Chapter seven is devoted to religion. Szpakowska focuses on the personal piety of inhabitants of Lahun. Using the written and archaeological sources, she presents a unique image of local religious practices during the Late Middle Kingdom. Official cults at Lahun and the pilgrimages are discussed as well. As the author points out, "gods of the villagers of Lahun were not distant and aloof, but were immanent, and their presence was felt in many daily activities".
Chapter eight deals with a sickness (various aspects of health care, health problems caused by illness, injuries and old age; medical practice and medical text). Information concerning the illnesses and injuries, including animal assault, experienced by Hedjerit's family and other people of Lahun come from the archaeological data and texts that discuss health care.
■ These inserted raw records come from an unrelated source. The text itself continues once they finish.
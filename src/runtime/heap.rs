/*!
 * Managed Heap
 * In-process object model: UTF-16 strings, reference arrays, classes with
 * static fields
 */

use super::descriptor::FieldType;
use super::ManagedEnv;
use crate::core::{ClassRef, FieldId, InlineString, ObjectRef, RuntimeError, RuntimeResult};
use ahash::RandomState;
use parking_lot::RwLock;
use std::collections::HashMap;
use std::ops::BitOr;
use tracing::debug;

pub const OBJECT_CLASS: &str = "java/lang/Object";
pub const STRING_CLASS: &str = "java/lang/String";
pub const SYSTEM_CLASS: &str = "java/lang/System";
const INPUT_STREAM_CLASS: &str = "java/io/InputStream";
const PRINT_STREAM_CLASS: &str = "java/io/PrintStream";

/// Field access flags, using class-file bit values
#[derive(Debug, Clone, Copy, PartialEq, Eq, Default)]
pub struct Modifiers(u16);

impl Modifiers {
    pub const NONE: Self = Self(0);
    pub const PUBLIC: Self = Self(0x0001);
    pub const STATIC: Self = Self(0x0008);
    pub const FINAL: Self = Self(0x0010);

    #[inline]
    pub const fn contains(self, other: Self) -> bool {
        self.0 & other.0 == other.0
    }

    #[inline]
    pub const fn bits(self) -> u16 {
        self.0
    }
}

impl BitOr for Modifiers {
    type Output = Self;

    #[inline]
    fn bitor(self, rhs: Self) -> Self {
        Self(self.0 | rhs.0)
    }
}

/// Declarative class definition passed to [`Heap::define_class`]
#[derive(Debug, Clone)]
pub struct ClassBuilder {
    name: InlineString,
    fields: Vec<(InlineString, InlineString, Modifiers)>,
}

impl ClassBuilder {
    pub fn new(name: impl Into<InlineString>) -> Self {
        Self {
            name: name.into(),
            fields: Vec::new(),
        }
    }

    /// Declare a static field. `STATIC` is implied.
    ///
    /// If a name/descriptor pair is declared twice, the first declaration
    /// shadows the second.
    pub fn static_field(
        mut self,
        name: impl Into<InlineString>,
        descriptor: impl Into<InlineString>,
        modifiers: Modifiers,
    ) -> Self {
        self.fields
            .push((name.into(), descriptor.into(), modifiers | Modifiers::STATIC));
        self
    }
}

#[derive(Debug)]
enum HeapObject {
    Str(Box<[u16]>),
    Array {
        element: InlineString,
        slots: Box<[Option<ObjectRef>]>,
    },
    Instance {
        class: ClassRef,
    },
}

impl HeapObject {
    fn kind(&self) -> &'static str {
        match self {
            Self::Str(_) => "string",
            Self::Array { .. } => "array",
            Self::Instance { .. } => "instance",
        }
    }
}

#[derive(Debug)]
struct StaticField {
    name: InlineString,
    descriptor: InlineString,
    ty: FieldType,
    modifiers: Modifiers,
    value: Option<ObjectRef>,
}

#[derive(Debug)]
struct ClassDef {
    name: InlineString,
    fields: Vec<StaticField>,
}

#[derive(Debug, Default)]
struct HeapState {
    objects: Vec<HeapObject>,
    classes: Vec<ClassDef>,
    class_index: HashMap<InlineString, ClassRef, RandomState>,
}

impl HeapState {
    fn object(&self, obj: ObjectRef) -> RuntimeResult<&HeapObject> {
        self.objects
            .get(obj.slot() as usize)
            .ok_or(RuntimeError::InvalidHandle(obj.slot()))
    }

    fn class(&self, class: ClassRef) -> RuntimeResult<&ClassDef> {
        self.classes
            .get(class.slot() as usize)
            .ok_or(RuntimeError::InvalidHandle(class.slot()))
    }

    fn push_class(&mut self, name: InlineString, fields: Vec<StaticField>) -> ClassRef {
        let class = ClassRef::from_slot(self.classes.len() as u32);
        self.class_index.insert(name.clone(), class);
        self.classes.push(ClassDef { name, fields });
        class
    }

    fn alloc(&mut self, object: HeapObject) -> ObjectRef {
        let slot = self.objects.len() as u32;
        self.objects.push(object);
        ObjectRef::from_slot(slot)
    }

    fn static_field(&self, class: ClassRef, field: FieldId) -> RuntimeResult<&StaticField> {
        if field.class != class {
            return Err(RuntimeError::InvalidHandle(field.index));
        }
        self.class(class)?
            .fields
            .get(field.index as usize)
            .ok_or(RuntimeError::InvalidHandle(field.index))
    }

    fn static_field_mut(
        &mut self,
        class: ClassRef,
        field: FieldId,
    ) -> RuntimeResult<&mut StaticField> {
        if field.class != class {
            return Err(RuntimeError::InvalidHandle(field.index));
        }
        self.classes
            .get_mut(class.slot() as usize)
            .ok_or(RuntimeError::InvalidHandle(class.slot()))?
            .fields
            .get_mut(field.index as usize)
            .ok_or(RuntimeError::InvalidHandle(field.index))
    }

    fn store_static(
        &mut self,
        class: ClassRef,
        field: FieldId,
        value: Option<ObjectRef>,
        honour_final: bool,
    ) -> RuntimeResult<()> {
        if let Some(obj) = value {
            self.object(obj)?;
        }
        let class_name = self.class(class)?.name.clone();
        let slot = self.static_field_mut(class, field)?;
        if !slot.ty.is_reference() {
            return Err(RuntimeError::wrong_kind(
                "reference field",
                slot.descriptor.as_str(),
            ));
        }
        if honour_final && slot.modifiers.contains(Modifiers::FINAL) {
            return Err(RuntimeError::IllegalAccess {
                class: class_name,
                name: slot.name.clone(),
            });
        }
        slot.value = value;
        Ok(())
    }
}

/// Managed heap shared behind a read/write lock
///
/// Objects are never collected; handles stay valid for the heap's lifetime.
#[derive(Debug)]
pub struct Heap {
    state: RwLock<HeapState>,
}

impl Heap {
    /// Heap with only `java/lang/Object` and `java/lang/String` loaded
    pub fn new() -> Self {
        let mut state = HeapState::default();
        for name in [OBJECT_CLASS, STRING_CLASS] {
            state.push_class(name.into(), Vec::new());
        }
        Self {
            state: RwLock::new(state),
        }
    }

    /// Heap with `java/lang/System` and its standard-stream fields declared
    pub fn with_system_class() -> Self {
        let heap = Self::new();
        let stream = |name: &str, class: &str| StaticField {
            name: name.into(),
            descriptor: format!("L{};", class).into(),
            ty: FieldType::Object(class.into()),
            modifiers: Modifiers::PUBLIC | Modifiers::STATIC | Modifiers::FINAL,
            value: None,
        };
        {
            let mut state = heap.state.write();
            state.push_class(INPUT_STREAM_CLASS.into(), Vec::new());
            state.push_class(PRINT_STREAM_CLASS.into(), Vec::new());
            state.push_class(
                SYSTEM_CLASS.into(),
                vec![
                    stream("in", INPUT_STREAM_CLASS),
                    stream("out", PRINT_STREAM_CLASS),
                    stream("err", PRINT_STREAM_CLASS),
                ],
            );
        }
        heap
    }

    /// Load a class, validating every field descriptor
    pub fn define_class(&self, builder: ClassBuilder) -> RuntimeResult<ClassRef> {
        let fields = builder
            .fields
            .into_iter()
            .map(|(name, descriptor, modifiers)| {
                let ty = FieldType::parse(&descriptor)?;
                Ok(StaticField {
                    name,
                    descriptor,
                    ty,
                    modifiers,
                    value: None,
                })
            })
            .collect::<RuntimeResult<Vec<_>>>()?;

        let mut state = self.state.write();
        if state.class_index.contains_key(builder.name.as_str()) {
            return Err(RuntimeError::DuplicateClass(builder.name));
        }
        debug!(class = %builder.name, fields = fields.len(), "class defined");
        Ok(state.push_class(builder.name, fields))
    }

    /// Allocate a plain instance of a loaded class
    pub fn new_instance(&self, class: ClassRef) -> RuntimeResult<ObjectRef> {
        let mut state = self.state.write();
        state.class(class)?;
        Ok(state.alloc(HeapObject::Instance { class }))
    }

    /// Allocate a string from raw UTF-16 units, which need not be well formed
    pub fn new_string_utf16(&self, units: &[u16]) -> ObjectRef {
        self.state.write().alloc(HeapObject::Str(units.into()))
    }

    /// Binary name of an object's runtime class (`[Ljava/lang/String;` for arrays)
    pub fn class_of(&self, obj: ObjectRef) -> RuntimeResult<String> {
        let state = self.state.read();
        match state.object(obj)? {
            HeapObject::Str(_) => Ok(STRING_CLASS.to_string()),
            HeapObject::Array { element, .. } => Ok(format!("[L{};", element)),
            HeapObject::Instance { class } => Ok(state.class(*class)?.name.to_string()),
        }
    }

    /// Managed-semantics static store: rejects writes to `final` fields
    pub fn put_static(
        &self,
        class: ClassRef,
        field: FieldId,
        value: Option<ObjectRef>,
    ) -> RuntimeResult<()> {
        self.state.write().store_static(class, field, value, true)
    }

    /// Number of live objects
    pub fn object_count(&self) -> usize {
        self.state.read().objects.len()
    }
}

impl Default for Heap {
    fn default() -> Self {
        Self::new()
    }
}

impl ManagedEnv for Heap {
    fn find_class(&self, name: &str) -> RuntimeResult<ClassRef> {
        self.state
            .read()
            .class_index
            .get(name)
            .copied()
            .ok_or_else(|| RuntimeError::ClassNotFound(name.into()))
    }

    fn class_name(&self, class: ClassRef) -> RuntimeResult<String> {
        Ok(self.state.read().class(class)?.name.to_string())
    }

    fn new_string(&self, text: &str) -> ObjectRef {
        let units: Box<[u16]> = text.encode_utf16().collect();
        self.state.write().alloc(HeapObject::Str(units))
    }

    fn string_chars(&self, string: Option<ObjectRef>) -> RuntimeResult<String> {
        let string = string.ok_or_else(|| RuntimeError::null_reference("string"))?;
        let state = self.state.read();
        let units = match state.object(string)? {
            HeapObject::Str(units) => units,
            other => return Err(RuntimeError::wrong_kind(STRING_CLASS, other.kind())),
        };

        let mut text = String::with_capacity(units.len());
        let mut index = 0;
        for decoded in char::decode_utf16(units.iter().copied()) {
            let ch = decoded.map_err(|_| RuntimeError::MalformedUtf16 { index })?;
            index += ch.len_utf16();
            text.push(ch);
        }
        Ok(text)
    }

    fn new_string_array(&self, len: usize) -> ObjectRef {
        self.state.write().alloc(HeapObject::Array {
            element: STRING_CLASS.into(),
            slots: vec![None; len].into_boxed_slice(),
        })
    }

    fn array_length(&self, array: ObjectRef) -> RuntimeResult<usize> {
        match self.state.read().object(array)? {
            HeapObject::Array { slots, .. } => Ok(slots.len()),
            other => Err(RuntimeError::wrong_kind("array", other.kind())),
        }
    }

    fn array_element(&self, array: ObjectRef, index: usize) -> RuntimeResult<Option<ObjectRef>> {
        match self.state.read().object(array)? {
            HeapObject::Array { slots, .. } => {
                slots
                    .get(index)
                    .copied()
                    .ok_or(RuntimeError::ArrayIndexOutOfBounds {
                        index,
                        len: slots.len(),
                    })
            }
            other => Err(RuntimeError::wrong_kind("array", other.kind())),
        }
    }

    fn set_array_element(
        &self,
        array: ObjectRef,
        index: usize,
        value: Option<ObjectRef>,
    ) -> RuntimeResult<()> {
        let mut state = self.state.write();
        let value_kind = match value {
            Some(obj) => Some(state.object(obj)?.kind()),
            None => None,
        };

        let slot = array.slot() as usize;
        match state.objects.get_mut(slot) {
            Some(HeapObject::Array { element, slots }) => {
                if let Some(kind) = value_kind {
                    if element.as_str() == STRING_CLASS && kind != "string" {
                        return Err(RuntimeError::ArrayStore {
                            element: element.clone(),
                            found: kind.into(),
                        });
                    }
                }
                let len = slots.len();
                let target = slots
                    .get_mut(index)
                    .ok_or(RuntimeError::ArrayIndexOutOfBounds { index, len })?;
                *target = value;
                Ok(())
            }
            Some(other) => Err(RuntimeError::wrong_kind("array", other.kind())),
            None => Err(RuntimeError::InvalidHandle(array.slot())),
        }
    }

    fn static_field_id(
        &self,
        class: ClassRef,
        name: &str,
        signature: &str,
    ) -> RuntimeResult<FieldId> {
        FieldType::parse(signature)?;
        let state = self.state.read();
        let def = state.class(class)?;
        def.fields
            .iter()
            .position(|f| f.name.as_str() == name && f.descriptor.as_str() == signature)
            .map(|index| FieldId {
                class,
                index: index as u32,
            })
            .ok_or_else(|| RuntimeError::NoSuchField {
                class: def.name.clone(),
                name: name.into(),
                signature: signature.into(),
            })
    }

    fn set_static_object_field(
        &self,
        class: ClassRef,
        field: FieldId,
        value: Option<ObjectRef>,
    ) -> RuntimeResult<()> {
        self.state.write().store_static(class, field, value, false)
    }

    fn get_static_object_field(
        &self,
        class: ClassRef,
        field: FieldId,
    ) -> RuntimeResult<Option<ObjectRef>> {
        Ok(self.state.read().static_field(class, field)?.value)
    }
}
For example, papyrus Edwin Smith provides graphic descriptions of some injuries and their treatment. However, for certain body problems (especially the head and the gastro-intestinal systems) invisible entities were responsible. These were demons and dead entities that were believed to be attacking the living. In case of such a health problem, the remedy would have been a spell.
The remaining chapters are devoted to Death (nine) and Love (ten). Through the death of Hedjerit's mother (preparation of body, coffin and coffin text, place of burial and burial goods, ceremonies and rituals), Szpakowska outlines the burial customs of a member of the middle class of the Late Middle Kingdom. There is no doubt that for Egyptians death was an integral part of everyday life. However, it is not hard to imagine that Hedjerit mourned the loss of her mother hoping to rejoin her in the afterlife. Opposed to death is the joy of love. However, reaching adulthood means a significant set of changes for a young girl: menstruation, sexuality, marriage, and conception.
Szpakowska's book is well-written, and a valuable addition to books on the topic of daily life in ancient Egypt. It tells a wonderful story of life in an ancient Egyptian town. The author managed to give us a good view of Egyptian society describing the main issues of everyday life of Hedjerit and her family in Lahun: birth, childhood, education, work, religious life, health care, growing up and death. This study aims to make Lahun material accessible not only to Egyptologists and anthropologists but to any interested reader as well, so that we may attempt, in the words of the author, "to follow the life of one individual and her family to help us understand Ancient Egypt."